Find every line of the listing below where "Parens" appears, and copy it.

▶ EXERCISE MATERIAL
++++++++

use crate::builder::QueryBuilder;
use crate::error::SqlResult;
use crate::fragment::{Arg, Fragment, Parens};
use std::fmt;

/// `TOP (n) [PERCENT] [WITH TIES]` for SELECT, UPDATE and DELETE.
#[derive(Debug, Clone)]
pub struct Top {
    pub value: Arg,
    pub percent: bool,
    pub with_ties: bool,
}

impl Top {
    pub fn new(value: impl Into<Arg>) -> Self {
        Self {
            value: value.into(),
            percent: false,
            with_ties: false,
        }
    }
}

impl Fragment for Top {
    fn compile(&self, b: &mut QueryBuilder<'_>) -> SqlResult<()> {
        b.require(b.options().top_supported, "TOP")?;
        b.write("TOP (");
        b.write_value(&self.value, Parens::Never)?;
        b.write(")");
        if self.percent {
            b.write(" PERCENT");
        }
        if self.with_ties {
            b.write(" WITH TIES");
        }
        Ok(())
    }
}

impl fmt::Display for Top {
    fn fmt(&self, f: &mut fmt::Formatter<'_>) -> fmt::Result {
        write!(f, "TOP ({})", self.value)?;
        if self.percent {
            f.write_str(" PERCENT")?;
        }
        if self.with_ties {
            f.write_str(" WITH TIES")?;
        }
        Ok(())
    }
}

++++++++

▶ YOUR RESPONSE
use crate::fragment::{Arg, Fragment, Parens};
        b.write_value(&self.value, Parens::Never)?;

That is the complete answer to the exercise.